■ Action item
What you return must be every line below that includes the word "ExchangeContext".

====== The data

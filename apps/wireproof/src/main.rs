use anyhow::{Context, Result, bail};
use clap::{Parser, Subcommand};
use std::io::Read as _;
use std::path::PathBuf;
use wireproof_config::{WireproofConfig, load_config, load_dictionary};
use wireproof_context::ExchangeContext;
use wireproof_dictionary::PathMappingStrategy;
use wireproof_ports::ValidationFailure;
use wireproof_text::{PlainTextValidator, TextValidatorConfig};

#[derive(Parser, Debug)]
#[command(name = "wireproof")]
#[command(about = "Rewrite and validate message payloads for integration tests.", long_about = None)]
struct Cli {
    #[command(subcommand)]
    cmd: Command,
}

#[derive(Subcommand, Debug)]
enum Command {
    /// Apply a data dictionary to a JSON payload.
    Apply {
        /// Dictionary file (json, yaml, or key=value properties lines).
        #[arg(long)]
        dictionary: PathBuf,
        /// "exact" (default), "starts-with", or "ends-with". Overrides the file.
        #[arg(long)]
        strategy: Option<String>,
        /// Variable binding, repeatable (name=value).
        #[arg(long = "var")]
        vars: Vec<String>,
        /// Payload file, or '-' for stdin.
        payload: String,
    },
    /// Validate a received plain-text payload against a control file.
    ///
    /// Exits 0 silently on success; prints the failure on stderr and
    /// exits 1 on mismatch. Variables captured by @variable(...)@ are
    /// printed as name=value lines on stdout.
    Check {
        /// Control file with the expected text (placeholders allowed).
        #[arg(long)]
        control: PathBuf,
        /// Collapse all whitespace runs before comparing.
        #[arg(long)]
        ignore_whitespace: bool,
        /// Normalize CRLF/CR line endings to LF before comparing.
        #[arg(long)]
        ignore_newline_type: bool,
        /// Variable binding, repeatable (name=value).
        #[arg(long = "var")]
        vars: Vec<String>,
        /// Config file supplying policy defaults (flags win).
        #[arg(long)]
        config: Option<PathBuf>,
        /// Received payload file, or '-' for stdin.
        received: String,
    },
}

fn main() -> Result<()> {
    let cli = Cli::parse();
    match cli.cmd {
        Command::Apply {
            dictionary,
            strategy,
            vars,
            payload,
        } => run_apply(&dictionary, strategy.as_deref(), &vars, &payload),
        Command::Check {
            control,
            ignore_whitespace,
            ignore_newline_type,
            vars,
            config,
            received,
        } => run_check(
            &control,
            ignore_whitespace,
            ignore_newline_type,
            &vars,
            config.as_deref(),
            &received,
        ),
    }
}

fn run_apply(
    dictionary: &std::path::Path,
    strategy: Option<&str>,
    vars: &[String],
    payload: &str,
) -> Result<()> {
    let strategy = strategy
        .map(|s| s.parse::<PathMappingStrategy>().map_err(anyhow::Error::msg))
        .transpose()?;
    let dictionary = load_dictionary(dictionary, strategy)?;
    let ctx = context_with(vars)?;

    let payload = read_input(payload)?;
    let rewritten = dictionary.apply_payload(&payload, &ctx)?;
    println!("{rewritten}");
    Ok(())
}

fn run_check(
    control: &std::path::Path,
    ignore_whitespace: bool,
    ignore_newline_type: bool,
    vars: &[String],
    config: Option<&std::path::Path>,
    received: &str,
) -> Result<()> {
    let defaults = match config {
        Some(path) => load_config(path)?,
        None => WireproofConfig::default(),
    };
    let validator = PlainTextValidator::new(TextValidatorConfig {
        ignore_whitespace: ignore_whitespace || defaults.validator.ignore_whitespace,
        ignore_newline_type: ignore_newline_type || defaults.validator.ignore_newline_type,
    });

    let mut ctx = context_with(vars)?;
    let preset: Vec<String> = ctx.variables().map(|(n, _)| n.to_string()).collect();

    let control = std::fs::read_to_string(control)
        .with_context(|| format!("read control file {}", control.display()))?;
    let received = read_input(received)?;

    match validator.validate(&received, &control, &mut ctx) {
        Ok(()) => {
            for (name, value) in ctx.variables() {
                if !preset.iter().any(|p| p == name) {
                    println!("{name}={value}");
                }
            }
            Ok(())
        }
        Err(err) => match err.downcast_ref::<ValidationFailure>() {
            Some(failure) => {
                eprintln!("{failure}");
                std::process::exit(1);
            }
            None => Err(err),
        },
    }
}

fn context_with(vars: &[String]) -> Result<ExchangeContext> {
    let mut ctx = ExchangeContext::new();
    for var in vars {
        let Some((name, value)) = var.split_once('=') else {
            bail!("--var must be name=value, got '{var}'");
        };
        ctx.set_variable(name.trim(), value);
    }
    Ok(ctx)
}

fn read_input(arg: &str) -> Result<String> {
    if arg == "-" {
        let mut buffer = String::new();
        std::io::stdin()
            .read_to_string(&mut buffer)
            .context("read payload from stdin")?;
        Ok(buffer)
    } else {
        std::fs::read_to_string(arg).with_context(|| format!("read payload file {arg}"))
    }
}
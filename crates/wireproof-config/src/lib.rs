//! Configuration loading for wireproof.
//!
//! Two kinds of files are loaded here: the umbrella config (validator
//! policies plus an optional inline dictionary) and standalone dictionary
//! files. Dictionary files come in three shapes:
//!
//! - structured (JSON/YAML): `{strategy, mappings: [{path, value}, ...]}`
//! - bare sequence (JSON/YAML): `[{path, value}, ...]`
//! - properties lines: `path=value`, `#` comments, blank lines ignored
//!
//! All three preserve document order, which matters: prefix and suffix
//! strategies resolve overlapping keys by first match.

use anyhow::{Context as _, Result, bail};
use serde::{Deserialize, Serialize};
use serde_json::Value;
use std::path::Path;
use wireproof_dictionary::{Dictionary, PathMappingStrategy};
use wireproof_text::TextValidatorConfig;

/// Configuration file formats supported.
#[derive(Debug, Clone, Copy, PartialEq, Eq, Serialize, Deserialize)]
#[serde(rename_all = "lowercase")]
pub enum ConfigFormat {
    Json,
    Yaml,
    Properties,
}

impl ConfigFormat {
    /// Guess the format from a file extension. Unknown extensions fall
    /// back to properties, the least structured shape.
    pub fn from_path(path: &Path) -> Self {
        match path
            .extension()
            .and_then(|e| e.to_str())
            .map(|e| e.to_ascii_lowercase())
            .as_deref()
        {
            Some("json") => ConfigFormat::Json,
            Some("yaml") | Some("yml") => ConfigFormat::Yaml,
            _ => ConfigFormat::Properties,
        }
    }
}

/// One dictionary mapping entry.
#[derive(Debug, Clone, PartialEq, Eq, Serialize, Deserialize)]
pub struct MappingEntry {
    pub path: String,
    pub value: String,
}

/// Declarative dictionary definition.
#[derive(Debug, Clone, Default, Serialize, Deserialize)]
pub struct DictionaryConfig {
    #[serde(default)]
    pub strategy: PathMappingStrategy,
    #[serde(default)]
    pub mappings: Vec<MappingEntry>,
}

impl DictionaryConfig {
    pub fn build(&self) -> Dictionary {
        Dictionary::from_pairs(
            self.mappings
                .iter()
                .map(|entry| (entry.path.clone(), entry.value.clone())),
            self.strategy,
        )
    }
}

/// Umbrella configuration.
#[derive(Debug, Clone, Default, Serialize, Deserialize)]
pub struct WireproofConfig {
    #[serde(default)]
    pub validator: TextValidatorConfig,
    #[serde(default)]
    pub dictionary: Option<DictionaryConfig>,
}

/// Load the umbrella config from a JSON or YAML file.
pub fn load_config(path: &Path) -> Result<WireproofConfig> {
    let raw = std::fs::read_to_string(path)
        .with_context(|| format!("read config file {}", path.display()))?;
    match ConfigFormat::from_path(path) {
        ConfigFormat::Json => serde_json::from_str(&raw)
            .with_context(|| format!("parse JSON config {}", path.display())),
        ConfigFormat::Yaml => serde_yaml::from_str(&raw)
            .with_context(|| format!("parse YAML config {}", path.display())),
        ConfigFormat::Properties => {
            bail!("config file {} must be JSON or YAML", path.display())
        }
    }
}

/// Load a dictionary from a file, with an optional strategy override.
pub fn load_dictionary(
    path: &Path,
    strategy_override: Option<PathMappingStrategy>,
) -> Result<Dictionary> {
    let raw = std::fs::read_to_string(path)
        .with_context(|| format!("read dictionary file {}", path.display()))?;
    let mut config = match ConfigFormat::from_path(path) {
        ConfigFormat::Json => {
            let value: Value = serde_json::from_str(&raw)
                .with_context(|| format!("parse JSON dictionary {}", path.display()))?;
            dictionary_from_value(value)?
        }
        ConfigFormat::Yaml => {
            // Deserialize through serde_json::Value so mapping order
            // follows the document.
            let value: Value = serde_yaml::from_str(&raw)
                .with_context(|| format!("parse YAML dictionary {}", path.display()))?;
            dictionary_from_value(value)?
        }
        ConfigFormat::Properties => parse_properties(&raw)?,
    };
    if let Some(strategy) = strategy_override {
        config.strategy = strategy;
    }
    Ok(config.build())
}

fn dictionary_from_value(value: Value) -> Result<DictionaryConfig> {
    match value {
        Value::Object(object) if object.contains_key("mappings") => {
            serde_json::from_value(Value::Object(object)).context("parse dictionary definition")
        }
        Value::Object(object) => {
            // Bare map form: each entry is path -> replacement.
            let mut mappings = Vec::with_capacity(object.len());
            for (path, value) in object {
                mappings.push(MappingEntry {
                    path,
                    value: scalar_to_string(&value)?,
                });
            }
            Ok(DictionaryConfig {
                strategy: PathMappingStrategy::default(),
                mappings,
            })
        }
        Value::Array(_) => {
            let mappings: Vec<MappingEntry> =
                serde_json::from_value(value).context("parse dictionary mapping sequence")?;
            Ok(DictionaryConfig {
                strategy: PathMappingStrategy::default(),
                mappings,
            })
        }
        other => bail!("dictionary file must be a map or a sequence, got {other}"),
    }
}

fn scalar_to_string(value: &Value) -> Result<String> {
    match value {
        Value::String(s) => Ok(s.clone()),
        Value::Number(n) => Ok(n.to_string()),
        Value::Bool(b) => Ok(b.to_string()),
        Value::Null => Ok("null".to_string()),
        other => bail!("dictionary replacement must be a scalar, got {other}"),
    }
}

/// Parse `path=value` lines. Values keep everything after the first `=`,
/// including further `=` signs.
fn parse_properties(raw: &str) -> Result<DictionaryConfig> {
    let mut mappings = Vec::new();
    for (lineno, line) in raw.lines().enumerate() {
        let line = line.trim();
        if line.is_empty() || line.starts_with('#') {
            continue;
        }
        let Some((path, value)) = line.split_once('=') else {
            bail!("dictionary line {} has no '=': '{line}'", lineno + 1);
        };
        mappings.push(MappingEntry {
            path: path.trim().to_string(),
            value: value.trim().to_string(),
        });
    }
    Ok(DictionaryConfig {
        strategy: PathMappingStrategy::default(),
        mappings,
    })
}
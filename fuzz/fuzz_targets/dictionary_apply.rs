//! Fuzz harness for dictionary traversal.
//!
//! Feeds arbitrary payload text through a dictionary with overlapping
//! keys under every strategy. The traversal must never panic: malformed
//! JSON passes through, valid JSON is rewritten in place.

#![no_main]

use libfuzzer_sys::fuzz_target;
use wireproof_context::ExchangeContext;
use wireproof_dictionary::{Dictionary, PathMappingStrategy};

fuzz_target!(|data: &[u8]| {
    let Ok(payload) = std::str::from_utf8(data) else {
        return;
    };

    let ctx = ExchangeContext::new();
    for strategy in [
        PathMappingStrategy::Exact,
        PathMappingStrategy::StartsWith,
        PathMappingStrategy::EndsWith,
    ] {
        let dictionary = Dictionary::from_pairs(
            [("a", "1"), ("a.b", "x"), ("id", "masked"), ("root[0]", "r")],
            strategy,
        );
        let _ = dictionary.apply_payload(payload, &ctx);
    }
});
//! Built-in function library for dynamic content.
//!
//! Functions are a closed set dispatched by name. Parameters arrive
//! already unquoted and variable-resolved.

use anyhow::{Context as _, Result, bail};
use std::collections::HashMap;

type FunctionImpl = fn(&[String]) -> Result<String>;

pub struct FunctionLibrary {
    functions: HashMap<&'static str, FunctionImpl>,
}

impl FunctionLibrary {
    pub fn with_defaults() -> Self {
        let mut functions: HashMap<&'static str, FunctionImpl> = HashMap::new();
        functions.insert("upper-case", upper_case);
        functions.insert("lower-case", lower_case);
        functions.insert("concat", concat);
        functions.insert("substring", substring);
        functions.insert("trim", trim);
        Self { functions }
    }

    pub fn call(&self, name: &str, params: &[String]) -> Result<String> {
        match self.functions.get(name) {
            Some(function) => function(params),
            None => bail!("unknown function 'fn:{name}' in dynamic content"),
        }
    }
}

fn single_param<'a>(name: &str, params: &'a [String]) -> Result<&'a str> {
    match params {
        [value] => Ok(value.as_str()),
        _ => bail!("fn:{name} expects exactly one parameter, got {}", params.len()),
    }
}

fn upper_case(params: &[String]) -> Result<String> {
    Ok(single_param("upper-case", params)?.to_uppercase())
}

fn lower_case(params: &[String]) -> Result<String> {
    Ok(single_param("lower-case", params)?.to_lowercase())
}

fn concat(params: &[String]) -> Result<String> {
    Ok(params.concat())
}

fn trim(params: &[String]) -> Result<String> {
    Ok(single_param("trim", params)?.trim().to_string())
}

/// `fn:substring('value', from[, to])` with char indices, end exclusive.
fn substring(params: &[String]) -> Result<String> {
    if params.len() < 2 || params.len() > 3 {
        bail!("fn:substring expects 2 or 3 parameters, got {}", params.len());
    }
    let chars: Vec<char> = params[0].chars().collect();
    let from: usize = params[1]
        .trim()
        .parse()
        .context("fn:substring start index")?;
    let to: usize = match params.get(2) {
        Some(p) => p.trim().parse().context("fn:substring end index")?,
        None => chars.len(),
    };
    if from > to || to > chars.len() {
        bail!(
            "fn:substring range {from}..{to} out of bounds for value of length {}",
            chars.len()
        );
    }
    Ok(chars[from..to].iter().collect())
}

============

■ Your response
use wireproof_context::ExchangeContext;
fn context_with(vars: &[String]) -> Result<ExchangeContext> {
    let mut ctx = ExchangeContext::new();
use wireproof_context::ExchangeContext;
    let ctx = ExchangeContext::new();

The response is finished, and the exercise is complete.